New Research Confirms Mediterranean Diet Is Good For The Brain
September 3, 2013

New Research Confirms Mediterranean Diet Is Good For The Brain

Lee Rannals for - Your Universe Online

The Mediterranean diet has been known for its ability to trim fat and build up a six-pack, but a new study shows that it does not just benefit the body, but the mind as well.

Researchers confirmed what some scientists already believed, which is that a Mediterranean diet has a positive impact on cognitive function. This study was the first systematic review of related research, adding more weight to the evidence that this diet is good for the brain.

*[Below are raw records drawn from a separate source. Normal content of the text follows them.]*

use rollcall::{
    aggregate, restore, snapshot, Group, Host, IntermediateInventory, InventoryError, MergePolicy,
    Resolver, Source, Value, Vars,
};

fn document(name: &str, json: &str) -> Source {
    Source::json(name, json).expect("test document must be valid JSON")
}

fn resolve(sources: &[Source], policy: MergePolicy) -> rollcall::Inventory {
    Resolver::new()
        .with_policy(policy)
        .resolve(sources)
        .expect("resolution must succeed")
}

#[test]
fn precedence_defaults_group_host() {
    let with_host_override = document(
        "s1",
        r#"{"all": {
            "vars": {"a": 1},
            "children": {"g": {"vars": {"a": 2}, "hosts": {"h": {"a": 3}}}}
        }}"#,
    );
    let inv = resolve(&[with_host_override], MergePolicy::Replace);
    assert_eq!(inv.effective_vars("h").unwrap()["a"], Value::Int(3));

    let without_host_override = document(
        "s2",
        r#"{"all": {
            "vars": {"a": 1},
            "children": {"g": {"vars": {"a": 2}, "hosts": {"h": null}}}
        }}"#,
    );
    let inv = resolve(&[without_host_override], MergePolicy::Replace);
    assert_eq!(inv.effective_vars("h").unwrap()["a"], Value::Int(2));

    let defaults_only = document(
        "s3",
        r#"{"all": {
            "vars": {"a": 1},
            "children": {"g": {"hosts": {"h": null}}}
        }}"#,
    );
    let inv = resolve(&[defaults_only], MergePolicy::Replace);
    assert_eq!(inv.effective_vars("h").unwrap()["a"], Value::Int(1));
}

#[test]
fn multi_parent_later_parent_wins_at_equal_depth() {
    // Built directly so the declared parent order [a, b] is explicit.
    let mut ir = IntermediateInventory::new();

    let mut a = Group::new("a");
    a.set_var("x", Value::Int(1));
    a.set_var("y", Value::Int(1));
    let mut b = Group::new("b");
    b.set_var("x", Value::Int(2));
    b.set_var("z", Value::Int(2));
    let mut c = Group::new("c");
    c.push_parent("a");
    c.push_parent("b");

    for group in [a, b, c] {
        ir.groups.insert(group.name.clone(), group);
    }

    let mut host = Host::new("h");
    host.push_group("c");
    ir.hosts.insert("h".to_string(), host);

    let inv = aggregate(&[ir], MergePolicy::Replace).unwrap();
    let vars = inv.effective_vars("h").unwrap();
    assert_eq!(vars["x"], Value::Int(2));
    assert_eq!(vars["y"], Value::Int(1));
    assert_eq!(vars["z"], Value::Int(2));
}

#[test]
fn parent_cycle_fails_with_graph_error() {
    let cyclic = document(
        "cyclic",
        r#"{"all": {"children": {
            "a": {"children": {"b": {"hosts": {"h": null}}}},
            "b": {"children": {"a": null}}
        }}}"#,
    );

    let err = Resolver::new()
        .resolve(std::slice::from_ref(&cyclic))
        .unwrap_err();
    assert!(err.is_graph());
    let msg = format!("{err}");
    assert!(msg.contains("cycle"));
    assert!(msg.contains("'a'") || msg.contains("'b'"));
}

#[test]
fn two_sources_under_replace_take_the_later_scalar() {
    let s1 = document("s1", r#"{"all": {"hosts": {"h": {"k": "v1"}}}}"#);
    let s2 = document("s2", r#"{"all": {"hosts": {"h": {"k": "v2"}}}}"#);

    let inv = resolve(&[s1, s2], MergePolicy::Replace);
    assert_eq!(inv.effective_vars("h").unwrap()["k"], Value::from("v2"));
}

#[test]
fn two_sources_under_merge_union_nested_mappings() {
    let s1 = document(
        "s1",
        r#"{"all": {"hosts": {"h": {"k": {"from1": 1, "both": 1}}}}}"#,
    );
    let s2 = document(
        "s2",
        r#"{"all": {"hosts": {"h": {"k": {"from2": 2, "both": 2}}}}}"#,
    );

    let inv = resolve(&[s1, s2], MergePolicy::Merge);
    let k = inv.effective_vars("h").unwrap()["k"]
        .as_mapping()
        .unwrap()
        .clone();
    assert_eq!(k["from1"], Value::Int(1));
    assert_eq!(k["from2"], Value::Int(2));
    assert_eq!(k["both"], Value::Int(2));
}

#[test]
fn source_set_yielding_nothing_is_the_empty_inventory_error() {
    let vars_only = document("vars-only", r#"{"all": {"vars": {"k": 1}}}"#);

    let err = Resolver::new()
        .resolve(std::slice::from_ref(&vars_only))
        .unwrap_err();
    let InventoryError::NoValidInventory { sources } = err else {
        panic!("expected the empty-inventory error, got {err}");
    };
    assert_eq!(sources, vec!["vars-only".to_string()]);
}

#[test]
fn snapshot_roundtrip_preserves_declarations_and_effective() {
    let base = document(
        "base",
        r#"{"all": {
            "vars": {"domain": "lab.example", "retries": 3},
            "children": {
                "web": {"vars": {"tier": "frontend"},
                         "hosts": {"web1": {"rack": 4}, "web2": null}},
                "edge": {"children": {"web": null}}
            }
        }}"#,
    );
    let overlay = document(
        "overlay",
        r#"{"all": {"children": {"web": {"hosts": {"web1": {"rack": 7}}}}}}"#,
    );

    let inv = resolve(&[base, overlay], MergePolicy::Replace);
    assert_eq!(
        inv.effective_vars("web1").unwrap()["rack"],
        Value::Int(7)
    );

    let snap = snapshot(&inv);
    let json = rollcall::to_json_pretty(&snap).unwrap();
    let decoded = rollcall::from_json(&json).unwrap();
    let restored = restore(&decoded, MergePolicy::Replace).unwrap();

    assert_eq!(restored.hosts(), inv.hosts());
    assert_eq!(restored.groups(), inv.groups());
    assert_eq!(restored.defaults(), inv.defaults());
    for name in inv.hosts().keys() {
        assert_eq!(restored.effective_vars(name), inv.effective_vars(name));
    }
}

#[test]
fn structural_error_in_any_source_aborts_resolution() {
    let good = document("good", r#"{"all": {"hosts": {"h": null}}}"#);
    let bad = document("bad", r#"{"all": {"children": {"g": {"vars": [1]}}}}"#);

    let err = Resolver::new().resolve(&[good, bad]).unwrap_err();
    assert!(err.is_structural());
    assert!(format!("{err}").contains("bad"));
}

#[test]
fn group_vars_reach_hosts_through_deep_inheritance() {
    let deep = document(
        "deep",
        r#"{"all": {"children": {
            "site": {"vars": {"dns": "10.0.0.53", "site_only": true}},
            "rack": {"vars": {"dns": "10.0.1.53"}, "children": {
                "leaf": {"hosts": {"h": null}}
            }}
        }}}"#,
    );
    // "leaf" inherits from "rack" only; "site" stays unrelated.
    let inv = resolve(&[deep], MergePolicy::Replace);
    let vars = inv.effective_vars("h").unwrap();
    assert_eq!(vars["dns"], Value::from("10.0.1.53"));
    assert!(!vars.contains_key("site_only"));
}

#[test]
fn defaults_do_not_leak_into_declared_host_vars() {
    let src = document(
        "src",
        r#"{"all": {"vars": {"ambient": 1}, "hosts": {"h": {"own": 2}}}}"#,
    );
    let inv = resolve(std::slice::from_ref(&src), MergePolicy::Replace);

    let declared: &Vars = &inv.host("h").unwrap().vars;
    assert!(!declared.contains_key("ambient"));
    assert_eq!(inv.effective_vars("h").unwrap()["ambient"], Value::Int(1));
}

A team from the University of Exeter Medical School carried out the study and published their findings in the journal Epidemiology. They analyzed 12 eligible pieces of research: 11 observational studies and one randomized control trial. Researchers found in nine out of the 12 studies a higher adherence to a Mediterranean diet was associated with better cognitive function, lower rates of cognitive decline and a reduced risk of Alzheimer's disease.

Mediterranean diets consist of higher levels of olive oil, vegetables, fruit and fish, and also include a lower intake of meat and dairy products.

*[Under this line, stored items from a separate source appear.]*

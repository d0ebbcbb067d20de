//! Static declarative sources.
//!
//! A static source is a structured description already loaded into memory:
//! a root `all` group with `vars`, `hosts`, and nested `children`. Reading
//! bytes off disk and choosing a text format are the caller's concern; this
//! module only validates and normalizes the shape.

use crate::error::{InventoryError, InventoryResult, StructuralError};
use crate::parser::{parse_tree, IntermediateInventory};
use crate::value::Value;

/// Parses a static declarative document into an intermediate
/// representation.
///
/// # Errors
///
/// Returns a structural error for malformed shapes, and the
/// no-valid-inventory error if the document declares zero hosts and zero
/// groups.
pub fn parse_document(source: &str, document: &Value) -> InventoryResult<IntermediateInventory> {
    let ir = parse_tree(source, document)?;
    if ir.is_empty() {
        return Err(InventoryError::no_valid_inventory(vec![source.to_string()]));
    }
    tracing::debug!(
        source,
        hosts = ir.hosts.len(),
        groups = ir.groups.len(),
        "parsed static inventory source"
    );
    Ok(ir)
}

/// Parses a static declarative document from a JSON string.
///
/// # Errors
///
/// Same as [`parse_document`], plus a structural error when the string is
/// not valid JSON.
pub fn parse_json(source: &str, json: &str) -> InventoryResult<IntermediateInventory> {
    let document: Value = serde_json::from_str(json).map_err(|e| StructuralError::InvalidShape {
        source: source.to_string(),
        reason: format!("invalid JSON: {e}"),
    })?;
    parse_document(source, &document)
}

#[cfg(test)]
mod tests {
    use super::*;
    use crate::value::Value;

    #[test]
    fn parses_full_document() {
        let ir = parse_json(
            "lab.json",
            r#"{"all": {
                "vars": {"domain": "lab.example"},
                "children": {
                    "web": {
                        "vars": {"tier": "frontend"},
                        "hosts": {"web1": {"rack": 4}, "web2": null}
                    },
                    "edge": {"children": {"web": null}}
                }
            }}"#,
        )
        .unwrap();

        assert_eq!(ir.defaults["domain"], Value::from("lab.example"));
        assert_eq!(ir.groups["web"].vars["tier"], Value::from("frontend"));
        assert_eq!(ir.groups["web"].parents, vec!["edge"]);
        assert_eq!(ir.hosts["web1"].vars["rack"], Value::Int(4));
        assert!(ir.hosts["web2"].vars.is_empty());
    }

    #[test]
    fn empty_document_is_no_valid_inventory() {
        let err = parse_json("empty.json", r#"{"all": {"vars": {"k": 1}}}"#).unwrap_err();
        assert!(err.is_no_valid_inventory());
        assert!(format!("{err}").contains("empty.json"));
    }

    #[test]
    fn invalid_json_is_structural() {
        let err = parse_json("bad.json", "{oops").unwrap_err();
        assert!(err.is_structural());
        assert!(format!("{err}").contains("bad.json"));
    }

    #[test]
    fn group_with_no_hosts_is_still_valid() {
        let ir = parse_json("g.json", r#"{"all": {"children": {"spare": null}}}"#).unwrap();
        assert!(ir.hosts.is_empty());
        assert!(ir.groups.contains_key("spare"));
    }
}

"Mediterranean food is both delicious and nutritious, and our systematic review shows it may help to protect the aging brain by reducing the risk of dementia," said researcher Iliana Lourida, who led the study. "While the link between adherence to a Mediterranean diet and dementia risk is not new, ours is the first study to systematically analyze all existing evidence."

She said that their review highlights inconsistencies in the literature and the need for future research.

"In particular research is needed to clarify the association with mild cognitive impairment and vascular dementia. It is also important to note that while observational studies provide suggestive evidence we now need randomized controlled trials to confirm whether or not adherence to a Mediterranean diet protects against dementia," Lourida wrote.

Researchers said back in April that people were 19 percent less likely to develop problems with thinking or memory skills when they were on a Mediterranean diet. In May, scientists from the Mayo Clinic noted that this type of diet helps the aging brain.

However, it isn't just brain function scientists are ranting and raving about with this diet.

Two separate studies published in August showed that the diet is associated with a lower risk of stroke, as well as a lower risk of type 2 diabetes.